Some of the major factors that influence our consumer choices besides the goodness of the product include packaging and brand recognition. Most of us are familiar with the famous “Pepsi Challenge” taste test. Even though Coke consistently outsells Pepsi, most people prefer the taste of Pepsi. “They set out on a series of experiments to try and prove that,” Johnson told me. “The apparatus basically was, you’re sitting down and you have two bubbly sodas in front of you. If you believe you are drinking Coke, but it’s actually Pepsi, you’ll actually report enjoying it more than if you are drinking Pepsi alone. ... So, despite having almost universal brand recognition with Coca-Cola, they’ll still spend billions of dollars every single year, because with each new advertisement you see of Coca-Cola, it actually influences your preferences.” 

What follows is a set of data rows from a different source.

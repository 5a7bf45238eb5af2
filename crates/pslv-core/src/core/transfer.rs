//! Chunked copy of a solution executable from the shared location into the
//! local install directory, reporting whole-number progress.

use std::fs::File;
use std::io::{Read, Write};
use std::path::{Path, PathBuf};

use thiserror::Error;

pub const CHUNK_SIZE: usize = 1024;

#[derive(Debug, Error)]
pub enum TransferError {
    #[error("source file not found: {0}")]
    SourceMissing(PathBuf),
    #[error("transfer failed: {0}")]
    Io(#[from] std::io::Error),
}

/// Lazy, finite, non-restartable stream of copy progress. Each `next()` call
/// copies one chunk and yields `floor(copied / total * 100)`. An I/O error
/// ends the stream and leaves a partial destination file behind; callers are
/// expected to surface that rather than retry silently.
#[derive(Debug)]
pub struct ChunkedCopy {
    source: File,
    destination: File,
    total: u64,
    copied: u64,
    done: bool,
}

impl ChunkedCopy {
    pub fn start(source: &Path, destination: &Path) -> Result<Self, TransferError> {
        if !source.exists() {
            return Err(TransferError::SourceMissing(source.to_path_buf()));
        }
        let total = source.metadata()?.len();
        Ok(Self {
            source: File::open(source)?,
            destination: File::create(destination)?,
            total,
            copied: 0,
            done: false,
        })
    }

    fn copy_chunk(&mut self) -> Result<Option<u8>, TransferError> {
        let mut chunk = [0u8; CHUNK_SIZE];
        let read = self.source.read(&mut chunk)?;
        if read == 0 {
            // An empty source still completes; everything else already
            // reported 100 on its final chunk.
            if self.total == 0 && self.copied == 0 {
                self.done = true;
                return Ok(Some(100));
            }
            return Ok(None);
        }
        self.destination.write_all(&chunk[..read])?;
        self.copied += read as u64;
        let percent = (self.copied.saturating_mul(100) / self.total).min(100);
        Ok(Some(percent as u8))
    }
}

impl Iterator for ChunkedCopy {
    type Item = Result<u8, TransferError>;

    fn next(&mut self) -> Option<Self::Item> {
        if self.done {
            return None;
        }
        match self.copy_chunk() {
            Ok(Some(percent)) => Some(Ok(percent)),
            Ok(None) => {
                self.done = true;
                None
            }
            Err(err) => {
                self.done = true;
                Some(Err(err))
            }
        }
    }
}
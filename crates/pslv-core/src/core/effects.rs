//! Effect seams for everything the commands touch outside the process:
//! the remote list service and the operating system's program launcher.

use std::path::Path;
use std::process::Command;
use std::sync::Arc;

use anyhow::{Context, Result};
use pslv_domain::RawRow;

use crate::core::list::HttpListService;

/// The remote list-storage collaborator. Rows are ordered column maps; the
/// only query shape the launcher relies on is a per-column `contains`.
pub trait ListService: Send + Sync {
    fn fetch_all(&self, list: &str) -> Result<Vec<RawRow>>;
    fn fetch_contains(&self, list: &str, column: &str, needle: &str) -> Result<Vec<RawRow>>;
    fn append(&self, list: &str, row: &RawRow) -> Result<()>;
    fn update(&self, list: &str, key_column: &str, key: &str, row: &RawRow) -> Result<()>;
}

/// Hands a confirmed-present executable to the operating system.
pub trait Launcher: Send + Sync {
    fn start(&self, executable: &Path) -> Result<()>;
}

pub trait Effects: Send + Sync {
    fn list(&self) -> &dyn ListService;
    fn launcher(&self) -> &dyn Launcher;
}

pub struct SystemEffects {
    list: Arc<SystemListService>,
    launcher: Arc<SystemLauncher>,
}

impl SystemEffects {
    #[must_use]
    pub fn new() -> Self {
        Self {
            list: Arc::new(SystemListService),
            launcher: Arc::new(SystemLauncher),
        }
    }
}

impl Default for SystemEffects {
    fn default() -> Self {
        Self::new()
    }
}

impl Effects for SystemEffects {
    fn list(&self) -> &dyn ListService {
        self.list.as_ref()
    }

    fn launcher(&self) -> &dyn Launcher {
        self.launcher.as_ref()
    }
}

struct SystemListService;

impl SystemListService {
    fn client(&self) -> Result<HttpListService> {
        HttpListService::from_env()
    }
}

impl ListService for SystemListService {
    fn fetch_all(&self, list: &str) -> Result<Vec<RawRow>> {
        self.client()?.fetch_all(list)
    }

    fn fetch_contains(&self, list: &str, column: &str, needle: &str) -> Result<Vec<RawRow>> {
        self.client()?.fetch_contains(list, column, needle)
    }

    fn append(&self, list: &str, row: &RawRow) -> Result<()> {
        self.client()?.append(list, row)
    }

    fn update(&self, list: &str, key_column: &str, key: &str, row: &RawRow) -> Result<()> {
        self.client()?.update(list, key_column, key, row)
    }
}

struct SystemLauncher;

impl Launcher for SystemLauncher {
    fn start(&self, executable: &Path) -> Result<()> {
        Command::new(executable)
            .spawn()
            .map(|_| ())
            .with_context(|| format!("starting {}", executable.display()))
    }
}

pub type SharedEffects = Arc<dyn Effects>;
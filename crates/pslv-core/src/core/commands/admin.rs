//! Administrator-side commands: privilege checks and catalog row edits.
//! These always talk to the live list service; the snapshot is a read-side
//! convenience and never a write target.

use anyhow::Result;
use pslv_domain::{columns, CatalogEntry, RawRow};
use serde_json::json;

use crate::core::config::context::CommandContext;
use crate::core::tooling::outcome::ExecutionOutcome;
use crate::core::worker::with_retry;

pub(crate) mod admin_columns {
    pub const SID: &str = "sid";
    pub const LOB: &str = "lob";
}

#[derive(Clone, Debug, Default)]
pub struct AdminAddRequest {
    pub name: String,
    pub description: String,
    pub executable_location: String,
    pub environment: String,
    pub release_date: String,
    pub validity_period_days: String,
    pub version_number: Option<String>,
    pub registration_id: Option<String>,
    pub access: String,
}

#[derive(Clone, Debug, Default)]
pub struct AdminUpdateRequest {
    pub name: String,
    pub description: Option<String>,
    pub executable_location: Option<String>,
    pub environment: Option<String>,
    pub release_date: Option<String>,
    pub validity_period_days: Option<String>,
    pub version_number: Option<String>,
    pub registration_id: Option<String>,
}

/// Line-of-business tags the current user administers, straight from the
/// admin list's `contains(sid)` query.
fn managed_lobs(ctx: &CommandContext) -> Result<Vec<String>> {
    let sid = ctx.user();
    let rows = ctx.list_service().fetch_contains(
        &ctx.config().lists.admins,
        admin_columns::SID,
        sid,
    )?;
    Ok(rows
        .iter()
        .filter(|row| {
            row.get(admin_columns::SID)
                .is_some_and(|v| v.eq_ignore_ascii_case(sid))
        })
        .filter_map(|row| row.get(admin_columns::LOB))
        .filter(|lob| !lob.is_empty())
        .cloned()
        .collect())
}

/// Admin commands are refused, not degraded, when the check cannot pass.
pub(crate) fn admin_gate(
    ctx: &CommandContext,
) -> std::result::Result<Vec<String>, ExecutionOutcome> {
    if !ctx.is_online() {
        return Err(ExecutionOutcome::user_error(
            "administration needs the list service",
            json!({ "hint": "re-run without PSLV_ONLINE=0" }),
        ));
    }
    match managed_lobs(ctx) {
        Err(err) => Err(ExecutionOutcome::user_error(
            "could not verify administrator access",
            json!({ "error": format!("{err:#}") }),
        )),
        Ok(lobs) if lobs.is_empty() => Err(ExecutionOutcome::user_error(
            format!("{} is not a launcher administrator", ctx.user()),
            json!({ "sid": ctx.user() }),
        )),
        Ok(lobs) => Ok(lobs),
    }
}

pub fn admin_check(ctx: &CommandContext) -> Result<ExecutionOutcome> {
    if !ctx.is_online() {
        return Ok(ExecutionOutcome::user_error(
            "administration needs the list service",
            json!({ "hint": "re-run without PSLV_ONLINE=0" }),
        ));
    }
    match managed_lobs(ctx) {
        Err(err) => Ok(ExecutionOutcome::user_error(
            "could not verify administrator access",
            json!({ "error": format!("{err:#}") }),
        )),
        Ok(lobs) => {
            let is_admin = !lobs.is_empty();
            let message = if is_admin {
                format!("{} administers: {}", ctx.user(), lobs.join(", "))
            } else {
                format!("{} is not a launcher administrator", ctx.user())
            };
            Ok(ExecutionOutcome::success(
                message,
                json!({ "sid": ctx.user(), "is_admin": is_admin, "managed_lobs": lobs }),
            ))
        }
    }
}

/// Fetches the catalog row whose name column matches exactly.
pub(crate) fn fetch_catalog_row(ctx: &CommandContext, name: &str) -> Result<Option<RawRow>> {
    let rows = ctx
        .list_service()
        .fetch_contains(&ctx.config().lists.catalog, columns::NAME, name)?;
    Ok(rows
        .into_iter()
        .find(|row| row.get(columns::NAME).is_some_and(|v| v.eq_ignore_ascii_case(name))))
}

pub fn admin_add(ctx: &CommandContext, request: &AdminAddRequest) -> Result<ExecutionOutcome> {
    if let Err(outcome) = admin_gate(ctx) {
        return Ok(outcome);
    }
    if request.name.trim().is_empty() {
        return Ok(ExecutionOutcome::user_error(
            "a catalog entry needs a name",
            json!({}),
        ));
    }
    if fetch_catalog_row(ctx, &request.name)?.is_some() {
        return Ok(ExecutionOutcome::user_error(
            format!("'{}' is already in the catalog", request.name),
            json!({
                "solution": request.name,
                "hint": format!("use `pslv admin update {}` to change it", request.name),
            }),
        ));
    }

    // Round-trip through the typed record so the stored row is normalized
    // the same way readers will see it.
    let mut raw = RawRow::new();
    raw.insert(columns::NAME.into(), request.name.clone());
    raw.insert(columns::DESCRIPTION.into(), request.description.clone());
    raw.insert(
        columns::EXECUTABLE_LOCATION.into(),
        request.executable_location.clone(),
    );
    raw.insert(columns::ENVIRONMENT.into(), request.environment.clone());
    raw.insert(columns::RELEASE_DATE.into(), request.release_date.clone());
    raw.insert(
        columns::VALIDITY_PERIOD_DAYS.into(),
        request.validity_period_days.clone(),
    );
    raw.insert(
        columns::VERSION_NUMBER.into(),
        request.version_number.clone().unwrap_or_default(),
    );
    raw.insert(
        columns::REGISTRATION_ID.into(),
        request.registration_id.clone().unwrap_or_default(),
    );
    raw.insert(columns::ACCESS.into(), request.access.clone());
    let entry = CatalogEntry::from_row(&raw);
    let row = entry.to_row();

    let list = ctx.config().lists.catalog.clone();
    with_retry("catalog add", || ctx.list_service().append(&list, &row))?;

    Ok(ExecutionOutcome::success(
        format!("added {} to the catalog", entry.name),
        json!({
            "solution": entry.name,
            "environment": entry.environment,
            "access": entry.access.as_column(),
        }),
    ))
}

pub fn admin_update(ctx: &CommandContext, request: &AdminUpdateRequest) -> Result<ExecutionOutcome> {
    if let Err(outcome) = admin_gate(ctx) {
        return Ok(outcome);
    }
    let Some(mut raw) = fetch_catalog_row(ctx, &request.name)? else {
        return Ok(ExecutionOutcome::user_error(
            format!("'{}' is not in the catalog", request.name),
            json!({
                "solution": request.name,
                "hint": "use `pslv admin add` to create it",
            }),
        ));
    };

    let overrides = [
        (columns::DESCRIPTION, request.description.as_ref()),
        (
            columns::EXECUTABLE_LOCATION,
            request.executable_location.as_ref(),
        ),
        (columns::ENVIRONMENT, request.environment.as_ref()),
        (columns::RELEASE_DATE, request.release_date.as_ref()),
        (
            columns::VALIDITY_PERIOD_DAYS,
            request.validity_period_days.as_ref(),
        ),
        (columns::VERSION_NUMBER, request.version_number.as_ref()),
        (columns::REGISTRATION_ID, request.registration_id.as_ref()),
    ];
    let mut changed = Vec::new();
    for (column, value) in overrides {
        if let Some(value) = value {
            raw.insert(column.to_string(), value.clone());
            changed.push(column);
        }
    }
    if changed.is_empty() {
        return Ok(ExecutionOutcome::user_error(
            "nothing to update",
            json!({ "hint": "pass at least one field, e.g. --version-number 2.0" }),
        ));
    }

    let entry = CatalogEntry::from_row(&raw);
    let row = entry.to_row();
    let list = ctx.config().lists.catalog.clone();
    let name = entry.name.clone();
    with_retry("catalog update", || {
        ctx.list_service().update(&list, columns::NAME, &name, &row)
    })?;

    Ok(ExecutionOutcome::success(
        format!("updated catalog entry {name}"),
        json!({ "solution": name, "changed": changed }),
    ))
}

None of this is necessarily bad. Packaging and branding are often part of the joy of consuming a product. There’s something pleasurable about unwrapping the luxurious packaging of a new iPhone and noticing the embossed Apple logo. Nonetheless, many of us might prefer to be influenced less easily by such marketing strategies. For this reason, Johnson and Ghuman offer tips for how we can take back some of our power.

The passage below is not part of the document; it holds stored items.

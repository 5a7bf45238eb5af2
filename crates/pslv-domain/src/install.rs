//! Local install records: one directory per solution with a version marker.

use std::fs;
use std::path::{Path, PathBuf};

use anyhow::{Context, Result};

/// Marker file recording the installed version inside an install directory.
pub const VERSION_MARKER: &str = "version.txt";

/// Where a solution lives on the local machine and what version is recorded
/// there. Owned exclusively by the local user profile; the catalog never
/// writes it.
#[derive(Clone, Debug)]
pub struct InstallRecord {
    install_dir: PathBuf,
    executable: PathBuf,
}

impl InstallRecord {
    /// Resolves the install location for an entry under the apps root. The
    /// executable keeps the file name it has at the shared location.
    pub fn locate(apps_dir: &Path, name: &str, executable_location: &str) -> Self {
        let install_dir = apps_dir.join(name);
        let file_name = Path::new(executable_location)
            .file_name()
            .map_or_else(|| format!("{name}.exe"), |n| n.to_string_lossy().to_string());
        let executable = install_dir.join(file_name);
        Self {
            install_dir,
            executable,
        }
    }

    pub fn install_dir(&self) -> &Path {
        &self.install_dir
    }

    pub fn executable(&self) -> &Path {
        &self.executable
    }

    pub fn is_installed(&self) -> bool {
        self.executable.exists()
    }

    fn marker_path(&self) -> PathBuf {
        self.install_dir.join(VERSION_MARKER)
    }

    /// The version recorded at install time; None when the marker is missing
    /// or unreadable as a number.
    pub fn installed_version(&self) -> Option<f64> {
        let contents = fs::read_to_string(self.marker_path()).ok()?;
        match contents.trim().parse::<f64>() {
            Ok(version) => Some(version),
            Err(_) => {
                tracing::warn!(path = %self.marker_path().display(), "unreadable version marker");
                None
            }
        }
    }

    pub fn write_version(&self, version: &str) -> Result<()> {
        fs::create_dir_all(&self.install_dir)
            .with_context(|| format!("creating {}", self.install_dir.display()))?;
        fs::write(self.marker_path(), format!("{version}\n"))
            .with_context(|| format!("writing {}", self.marker_path().display()))
    }

    /// Removes the install directory and everything in it.
    pub fn remove(&self) -> Result<()> {
        fs::remove_dir_all(&self.install_dir)
            .with_context(|| format!("removing {}", self.install_dir.display()))
    }
}
use std::path::PathBuf;

use anyhow::Result;
use time::{Date, OffsetDateTime};

use crate::core::config::{Config, GlobalOptions};
use crate::core::effects::{Effects, Launcher, ListService, SharedEffects};
use crate::core::tooling::response::CommandGroup;

#[derive(Clone, Copy, Debug)]
pub struct CommandInfo {
    pub group: CommandGroup,
    pub name: &'static str,
}

impl CommandInfo {
    #[must_use]
    pub const fn new(group: CommandGroup, name: &'static str) -> Self {
        Self { group, name }
    }
}

pub struct CommandContext<'a> {
    pub global: &'a GlobalOptions,
    config: Config,
    effects: SharedEffects,
}

impl<'a> CommandContext<'a> {
    /// Creates a new command context with the provided global options.
    ///
    /// # Errors
    /// Returns an error if the configuration cannot be prepared.
    pub fn new(global: &'a GlobalOptions, effects: SharedEffects) -> Result<Self> {
        let config = Config::from_env()?;
        Ok(Self {
            global,
            config,
            effects,
        })
    }

    pub fn effects(&self) -> &dyn Effects {
        self.effects.as_ref()
    }

    pub fn list_service(&self) -> &dyn ListService {
        self.effects.list()
    }

    pub fn launcher(&self) -> &dyn Launcher {
        self.effects.launcher()
    }

    pub fn shared_effects(&self) -> SharedEffects {
        self.effects.clone()
    }

    pub fn config(&self) -> &Config {
        &self.config
    }

    pub fn is_online(&self) -> bool {
        self.config.network.online
    }

    pub fn user(&self) -> &str {
        &self.config.user.sid
    }

    pub fn apps_dir(&self) -> PathBuf {
        self.config.paths.apps_dir.clone()
    }

    pub fn snapshot_path(&self) -> PathBuf {
        self.config.paths.snapshot_path()
    }

    /// Today's date, the `now` every lifecycle rule is evaluated against.
    pub fn today(&self) -> Date {
        OffsetDateTime::now_utc().date()
    }
}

They suggest that, by realizing the sway that marketing can exert over us, we can make wiser and more deliberate choices. “Whether we like it or not, we’re in a deep relationship with the consumer world. But this realization can actually be empowering,” they write

Their biggest, yet simplest, suggestion for how to do this involves shopping in a more conscious way. In particular, they exhort, don’t shop while you’re emotional, distracted, or hungry. “Thinking is difficult,” says Johnson. “It requires mental energy.” Here’s the basic idea: Our brains only have a certain amount of processing power. When a portion of our mental resources is being occupied by distractions, we simply have less brain power left to make good buying decisions. Likewise, whether we’re shopping for food or any other product, when we haven’t had a meal in a while, our brains don’t have the energy to make the best decisions possible. That means we’re more susceptible to making impulse purchases.

As simple as these suggestions sound, they work. And in this time of financial hardship for so many due to the COVID pandemic, anything that helps us make better consumer decisions and save money is worth its weight in gold.